Avant et après "Mutant Tool" se trouvent pourtant deux bijoux de cruauté qui laissent une marque. "House & Home", de Sean Hogan ("The Devil's Business") a une structure classique, prévisible si l'on veut, avec une morale anti-bourgeoise. C'est ce couple riche en crise explicite dictée par le manque de compréhension sexuelle... et une pincée de perversion qui les rend ardus à trouver le bon élan dans leur relation conjugale. Entre les deux, c'est elle qui "porte les pantalons" : elle est le cerveau, lui le bras d'un jeu sadique visant à assouvir leurs instincts sexuels pervers sur la peau des sans-abri. Des pratiques de "pissing", de cumshot et de violence carnale de style lesbien anticipent le renversement prévisible des rôles dans une sauce splatter. La simplicité et la mécanisation de l'histoire fonctionnent bien et donnent plus d'efficacité au récit, qui a son point fort dans l'explicitation scabreuse du viol & vengeance de la dichotomie amour/mort. C'est sur cela que se concentre, peut-être de manière encore plus efficace, le troisième et dernier épisode, "Bitch". Un titre trop clair qui, entre les mains de Simon Rumley ("The Living and the Dead" ; "Red, White & Blue") devient un drame existentiel imprégné de perversion et de cruauté.
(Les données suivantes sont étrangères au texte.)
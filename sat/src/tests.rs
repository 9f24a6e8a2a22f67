// Copyright (C) 2025 Marceline Cramer
// SPDX-License-Identifier: AGPL-3.0-or-later
//
// MCP Planner is free software: you can redistribute it and/or modify it under
// the terms of the GNU Affero General Public License as published by the Free
// Software Foundation, either version 3 of the License, or (at your option) any
// later version.
//
// MCP Planner is distributed in the hope that it will be useful, but WITHOUT ANY
// WARRANTY; without even the implied warranty of MERCHANTABILITY or FITNESS
// FOR A PARTICULAR PURPOSE. See the GNU Affero General Public License for
// more details.
//
// You should have received a copy of the GNU Affero General Public License
// along with MCP Planner. If not, see <https://www.gnu.org/licenses/>.

use std::time::Duration;

use bitvec::prelude::*;
use rustsat::types::{Clause, Lit};

use crate::{
    bits::{self, constant, from_bits, num_bits, to_bits, Bit},
    builder::{lower_bound, sequential_upper_bound, single_upper_bound},
    config::{SearchStrategy, SolverConfig, Variant, PRESETS},
    decode::is_hamiltonian,
    encode::encode_with,
    engine::{Check, Engine, Session},
    search::{Outcome, Status},
    vars::{Role, VariablePool, Variables},
    *,
};

fn session() -> Session {
    Session::new(VariablePool::default()).unwrap()
}

/// Fixes `lits` to the binary digits of `value`, most significant first.
fn digits(lits: &[Lit], value: u64) -> Vec<(Lit, bool)> {
    let values = to_bits(value, lits.len());
    lits.iter()
        .zip(values)
        .map(|(lit, bit)| (*lit, bit == Bit::Const(true)))
        .collect()
}

/// Checks the session with `fixed` assumed and reads `read` as a number.
fn solve_with(session: &mut Session, fixed: &[(Lit, bool)], read: &[Lit]) -> Option<u64> {
    let units = fixed
        .iter()
        .map(|(lit, value)| Clause::from_iter([if *value { *lit } else { !*lit }]))
        .collect();

    session.push();
    session.add_clauses(units).unwrap();

    let result = match session.check().unwrap() {
        Check::Sat => {
            let values: Vec<bool> = read.iter().map(|lit| session.value(*lit).unwrap()).collect();
            Some(from_bits(values))
        }
        Check::Unsat => None,
        Check::Unknown => panic!("engine gave up without a timeout"),
    };

    session.pop().unwrap();
    result
}

fn is_sat(session: &mut Session, fixed: &[(Lit, bool)]) -> bool {
    solve_with(session, fixed, &[]).is_some()
}

#[test]
fn binary_conversions() {
    assert_eq!(num_bits(0), 1);
    assert_eq!(num_bits(1), 1);
    assert_eq!(num_bits(8), 4);
    assert_eq!(num_bits(255), 8);
    assert_eq!(from_bits([true, false, true]), 5);
    assert_eq!(constant(6), to_bits(6, 3));
    assert_eq!(
        to_bits(5, 4),
        vec![
            Bit::Const(false),
            Bit::Const(true),
            Bit::Const(false),
            Bit::Const(true)
        ]
    );
    assert_eq!(bits::pad(&constant(1), 3), to_bits(1, 3));
}

#[test]
fn scopes_retract_constraints() {
    let mut session = session();
    let x = session.vars().fresh_lits(1)[0];

    session.add_clauses(vec![Clause::from_iter([x])]).unwrap();
    assert_eq!(session.check().unwrap(), Check::Sat);

    session.push();
    session.add_clauses(vec![Clause::from_iter([!x])]).unwrap();
    assert_eq!(session.depth(), 1);
    assert_eq!(session.check().unwrap(), Check::Unsat);

    session.pop().unwrap();
    assert_eq!(session.depth(), 0);
    assert_eq!(session.check().unwrap(), Check::Sat);
    assert!(session.value(x).unwrap());
}

#[test]
fn nested_scopes() {
    let mut session = session();
    let lits = session.vars().fresh_lits(2);
    let (x, y) = (lits[0], lits[1]);

    session.push();
    session.add_clauses(vec![Clause::from_iter([x])]).unwrap();
    session.push();
    session.add_clauses(vec![Clause::from_iter([!x, y])]).unwrap();

    assert_eq!(session.check().unwrap(), Check::Sat);
    assert!(session.value(y).unwrap());

    session.pop().unwrap();
    session.add_clauses(vec![Clause::from_iter([!y])]).unwrap();
    assert_eq!(session.check().unwrap(), Check::Sat);

    session.pop().unwrap();
    session.add_clauses(vec![Clause::from_iter([!x])]).unwrap();
    assert_eq!(session.check().unwrap(), Check::Sat);
}

#[test]
fn zero_budget_is_unknown() {
    let mut session = session();
    session.set_timeout(Duration::ZERO);
    assert_eq!(session.check().unwrap(), Check::Unknown);
}

#[test]
fn empty_clause_is_unsat() {
    let mut session = session();
    encode_with(&mut session, |enc| enc.clause([Bit::Const(false)])).unwrap();
    assert_eq!(session.check().unwrap(), Check::Unsat);
}

#[test]
fn cardinality() {
    let mut session = session();
    let most = session.vars().fresh_lits(4);
    let exactly = session.vars().fresh_lits(4);
    let least = session.vars().fresh_lits(4);
    let none = session.vars().fresh_lits(4);

    encode_with(&mut session, |enc| {
        enc.at_most_one(&bits::lits(&most))?;
        enc.exactly_one(&bits::lits(&exactly))?;
        enc.at_least_one(&bits::lits(&least))?;
        enc.all_false(&bits::lits(&none))
    })
    .unwrap();

    for value in 0..16 {
        let ones = u64::count_ones(value);
        assert_eq!(is_sat(&mut session, &digits(&most, value)), ones <= 1);
        assert_eq!(is_sat(&mut session, &digits(&exactly, value)), ones == 1);
        assert_eq!(is_sat(&mut session, &digits(&least, value)), ones >= 1);
        assert_eq!(is_sat(&mut session, &digits(&none, value)), ones == 0);
    }
}

#[test]
fn guarded_constraints() {
    let mut session = session();
    let row = session.vars().fresh_lits(3);
    let guard = session.vars().fresh_lits(1)[0];

    encode_with(&mut session, |enc| {
        enc.guarded(guard, |enc| enc.exactly_one(&bits::lits(&row)))
    })
    .unwrap();

    for value in 0..8 {
        let mut fixed = digits(&row, value);
        assert!(is_sat(&mut session, &fixed));

        fixed.push((guard, true));
        assert_eq!(is_sat(&mut session, &fixed), value.count_ones() == 1);
    }
}

#[test]
fn comparisons() {
    for (v_width, u_width) in [(3, 3), (2, 3), (3, 2), (1, 3)] {
        let mut session = session();
        let v = session.vars().fresh_lits(v_width);
        let u = session.vars().fresh_lits(u_width);
        let (v_bits, u_bits) = (bits::lits(&v), bits::lits(&u));

        let lit = encode_with(&mut session, |enc| enc.leq_lit(&v_bits, &u_bits)).unwrap();

        for a in 0..1 << v_width {
            for b in 0..1 << u_width {
                let mut fixed = digits(&v, a);
                fixed.extend(digits(&u, b));
                assert!(is_sat(&mut session, &fixed));

                fixed.push((lit, true));
                assert_eq!(is_sat(&mut session, &fixed), a <= b, "{a} <= {b}");
            }
        }
    }
}

#[test]
fn comparisons_with_constants() {
    let mut session = session();
    let rows: Vec<Vec<Lit>> = (0..2).map(|_| session.vars().fresh_lits(3)).collect();
    let row_bits: Vec<Vec<Bit>> = rows.iter().map(|row| bits::lits(row)).collect();

    encode_with(&mut session, |enc| {
        enc.all_leq(&row_bits, 5)?;
        enc.some_geq(&row_bits, 4)
    })
    .unwrap();

    for a in 0..8 {
        for b in 0..8 {
            let mut fixed = digits(&rows[0], a);
            fixed.extend(digits(&rows[1], b));
            let expected = a <= 5 && b <= 5 && (a >= 4 || b >= 4);
            assert_eq!(is_sat(&mut session, &fixed), expected, "{a}, {b}");
        }
    }
}

#[test]
fn addition() {
    let mut session = session();
    let a = session.vars().fresh_lits(2);
    let b = session.vars().fresh_lits(3);
    let d = session.vars().fresh_lits(3);

    encode_with(&mut session, |enc| {
        enc.sum_bin(&bits::lits(&a), &bits::lits(&b), &bits::lits(&d))
    })
    .unwrap();

    for x in 0..4 {
        for y in 0..8 {
            let mut fixed = digits(&a, x);
            fixed.extend(digits(&b, y));
            let expected = (x + y < 8).then_some(x + y);
            assert_eq!(solve_with(&mut session, &fixed, &d), expected, "{x} + {y}");
        }
    }
}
La "salope" du titre est Claire (Kate Braithwaite), une fille apparemment tranquille mais dans l'intimité une perfide dominatrix qui force son petit ami à se déguiser en chien, à dormir dans une niche et à se faire posséder analement pendant les rapports sexuels. Il est humilié, vidé et à la énième méchanceté, commence à méditer une terrible vengeance qui culmine dans une scène terrible d'"amour bestial". Le rythme de ce troisième épisode est plutôt lent, mais le thème est fort et les deux acteurs principaux sont excellents. Le seul reproche que l'on peut faire à Rumley est un usage de la photographie monotone et sans imagination (tout viré en bleu en post-production, avec une paire de scènes en rouge... comme ça, sans réelle raison).
Dans l'ensemble, "Little Deaths" est un film réussi, capable de faire un excellent usage du thème central de l'œuvre, l'exaspérant et visant une forte prise sur le public. Sûrement pas adapté à tous les goûts.